2.5 Inductive Logic Programming

Given the input set of examples represented as logical database of facts and encoding known to background knowledge, Inductive Logic programming (ILP) system can derive a hypothesized logic program which entails all positive and none of the negative examples. It is particularly useful in case of bioinformatics and natural language processing. ILP uses logic programming as a uniform representation of examples, background knowledge, and hypotheses. First major ILP program was FOIL (Quinlan, 1990), which allowed practical induction of relational rules. Next major system introduced was CIGOL by Muggleton and Buntine (1988) that uses inverse resolution and capable of generating new predicates.  More recent system PROGOL by Muggleton (1995) has been applied to a number of practical problems, particularly in biology and natural language processing. Muggleton (2000) describes an extension to PROGOL to handle uncertainty in the form of stochastic logic paradigms.

 

2.6 Neural Networks

Neural Networks (NN) were inspired and modeled based on brain neurons. It is a mathematical model that tries to simulate the structure aspects of biological neural networks. NNs consist of an interconnected group of artificial neurons and processes information using a connectionist approach to computation. They have wide range of applications, including in digital signal processing, detection of medical phenomena, stock market predictions, and so on.
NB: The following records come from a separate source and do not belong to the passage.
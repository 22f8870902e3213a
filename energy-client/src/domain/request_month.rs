use std::{fmt, str::FromStr};

use time::Date;

use crate::Error;

/// A calendar month as requested from the energy usage API.
///
/// The canonical textual form is the 6-digit `YYYYMM` token used both as the
/// API `reqDate` parameter and as the `requestMonth` column of energy files.
#[derive(Debug, Clone, Copy, PartialEq, Eq, PartialOrd, Ord, Hash)]
pub struct RequestMonth {
    year: i32,
    month: u8,
}

impl RequestMonth {
    pub fn new(year: i32, month: u8) -> Result<Self, Error> {
        if !(1..=12).contains(&month) || !(0..=9999).contains(&year) {
            return Err(Error::InvalidMonth(format!("{year:04}{month:02}")));
        }
        Ok(Self { year, month })
    }

    pub fn from_date(date: Date) -> Self {
        Self {
            year: date.year(),
            month: u8::from(date.month()),
        }
    }

    pub fn year(&self) -> i32 {
        self.year
    }

    pub fn month(&self) -> u8 {
        self.month
    }

    /// The following month; December rolls into January of the next year.
    pub fn succ(self) -> Self {
        if self.month == 12 {
            Self {
                year: self.year + 1,
                month: 1,
            }
        } else {
            Self {
                year: self.year,
                month: self.month + 1,
            }
        }
    }

    pub fn pred(self) -> Self {
        if self.month == 1 {
            Self {
                year: self.year - 1,
                month: 12,
            }
        } else {
            Self {
                year: self.year,
                month: self.month - 1,
            }
        }
    }

    /// Every month from `start` to `end` inclusive, ascending.
    ///
    /// Empty when `start > end`.
    pub fn range_inclusive(start: Self, end: Self) -> Vec<Self> {
        let mut months = Vec::new();
        let mut current = start;
        while current <= end {
            months.push(current);
            current = current.succ();
        }
        months
    }

    /// Parse a month as it may appear in a persisted file.
    ///
    /// Besides the canonical `YYYYMM` token this accepts surrounding whitespace
    /// and a float rendering such as `202001.0`, which spreadsheet tools emit
    /// for numeric columns that contain blanks.
    pub fn parse_lenient(raw: &str) -> Result<Self, Error> {
        let trimmed = raw.trim();
        let digits = match trimmed.split_once('.') {
            Some((int, frac)) if frac.chars().all(|c| c == '0') => int,
            Some(_) => return Err(Error::InvalidMonth(raw.to_string())),
            None => trimmed,
        };
        digits.parse()
    }
}

impl fmt::Display for RequestMonth {
    fn fmt(&self, f: &mut fmt::Formatter<'_>) -> fmt::Result {
        write!(f, "{:04}{:02}", self.year, self.month)
    }
}

impl FromStr for RequestMonth {
    type Err = Error;

    fn from_str(s: &str) -> Result<Self, Self::Err> {
        if s.len() != 6 || !s.bytes().all(|b| b.is_ascii_digit()) {
            return Err(Error::InvalidMonth(s.to_string()));
        }
        let year: i32 = s[..4]
            .parse()
            .map_err(|_| Error::InvalidMonth(s.to_string()))?;
        let month: u8 = s[4..]
            .parse()
            .map_err(|_| Error::InvalidMonth(s.to_string()))?;
        Self::new(year, month)
    }
}

#[cfg(test)]
mod tests {
    use super::*;
    use time::macros::date;

    fn m(s: &str) -> RequestMonth {
        s.parse().unwrap()
    }

    #[test]
    fn range_rolls_over_year_boundary() {
        let months = RequestMonth::range_inclusive(m("202411"), m("202502"));
        let rendered: Vec<String> = months.iter().map(ToString::to_string).collect();
        assert_eq!(rendered, vec!["202411", "202412", "202501", "202502"]);
    }

    #[test]
    fn range_is_empty_when_start_after_end() {
        assert!(RequestMonth::range_inclusive(m("202503"), m("202502")).is_empty());
    }

    #[test]
    fn range_length_matches_month_distance() {
        let months = RequestMonth::range_inclusive(m("201907"), m("202406"));
        assert_eq!(months.len(), 60);
        assert!(months.windows(2).all(|w| w[0] < w[1]));
    }

    #[test]
    fn pred_of_january_is_previous_december() {
        assert_eq!(m("202501").pred(), m("202412"));
        assert_eq!(m("202412").succ(), m("202501"));
    }

    #[test]
    fn from_date_takes_year_and_month() {
        assert_eq!(RequestMonth::from_date(date!(2020 - 01 - 15)), m("202001"));
    }

    #[test]
    fn rejects_malformed_tokens() {
        assert!("20201".parse::<RequestMonth>().is_err());
        assert!("202013".parse::<RequestMonth>().is_err());
        assert!("2020a1".parse::<RequestMonth>().is_err());
        assert!("202000".parse::<RequestMonth>().is_err());
    }

    #[test]
    fn lenient_parse_accepts_float_rendering() {
        assert_eq!(RequestMonth::parse_lenient(" 202003.0 ").unwrap(), m("202003"));
        assert_eq!(RequestMonth::parse_lenient("202003").unwrap(), m("202003"));
        assert!(RequestMonth::parse_lenient("202003.5").is_err());
    }
}
use std::path::PathBuf;

use anyhow::{bail, Context, Result};
use energy_client::store::roster_queries::{self, METROPOLITAN_REGIONS};
use energy_collector::{config::AppConfig, observability};

const USAGE: &str = "usage: filter_roster [--title-rows N] <roster.csv> [region ...]";

/// Keeps the roster rows of the given regions (default: the capital area).
/// `--title-rows N` skips N lines above the header of a spreadsheet export.
#[tokio::main(flavor = "current_thread")]
async fn main() -> Result<()> {
    observability::init_tracing(env!("CARGO_CRATE_NAME"));

    let mut title_rows = 0;
    let mut positional = Vec::new();
    let mut args = std::env::args().skip(1);
    while let Some(arg) = args.next() {
        if arg == "--title-rows" {
            let value = args.next().context(USAGE)?;
            title_rows = value
                .parse()
                .with_context(|| format!("--title-rows expects a number, got '{value}'"))?;
        } else {
            positional.push(arg);
        }
    }

    let mut positional = positional.into_iter();
    let Some(input) = positional.next().map(PathBuf::from) else {
        bail!(USAGE);
    };
    let extra: Vec<String> = positional.collect();
    let regions: Vec<&str> = if extra.is_empty() {
        METROPOLITAN_REGIONS.to_vec()
    } else {
        extra.iter().map(String::as_str).collect()
    };

    let cfg = AppConfig::load()?;
    let stem = input
        .file_stem()
        .context("input path has no file name")?
        .to_string_lossy();
    let output = cfg.paths.processed_dir.join(format!("{stem}_수도권.csv"));

    let written = roster_queries::filter_by_region(&input, &output, &regions, title_rows)
        .with_context(|| format!("failed to filter {}", input.display()))?;

    tracing::info!(rows = written, title_rows, ?regions, path = %output.display(), "filtered roster saved");
    Ok(())
}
The feed-forward neural network was the first and simplest type of artificial neural network devised. In this network, the information moves only in forward direction, from the input nodes, through the hidden nodes (if any) and to the output nodes. There are no cycles or loops in the network. The elementary type of the feed-forward network of only one node is perceptron. The back-propagation technique that is capable of adjusting its weights was introduced by Bryson and Ho (1969) but it was used after the publications (Werbos 1974, Parker 1985).

Contrary to feed-forward networks, Recurrent Neural Networks are models with bi-directional data flow. While a feed-forward network propagates data linearly from input to output, Recurrent Neural Networks also propagate data from later processing layers of the network to earlier layers. Hopfield networks (Hopfield 1982) are the most used class of recurrent networks. Hopfield network functions as an associative memory.

Other popular types of Neural Networks include Support vector machines and Boltzman machines (Vapnik 1998, Cristianini and Shawe-Taylor 2000, Scholkopf and Smola 2002). Support Vector machines are used in text categorization (Joachims, 2001), bioinformatics research (Brown et al., 2000), and text recognition (DeCoste and Scholkopf  2002).

NNs are statistical learning models, that are particularly useful for predictions and learning from continues data where most of discussed logical methods hardly succeed. The main drawback of the method is computational complexity and difficulty of finding the best cost function. Since our research deals with discreet data, where the learning system knows if it succeeded or failed logical programming methods such as modeling on graphs are more suitable and time efficient.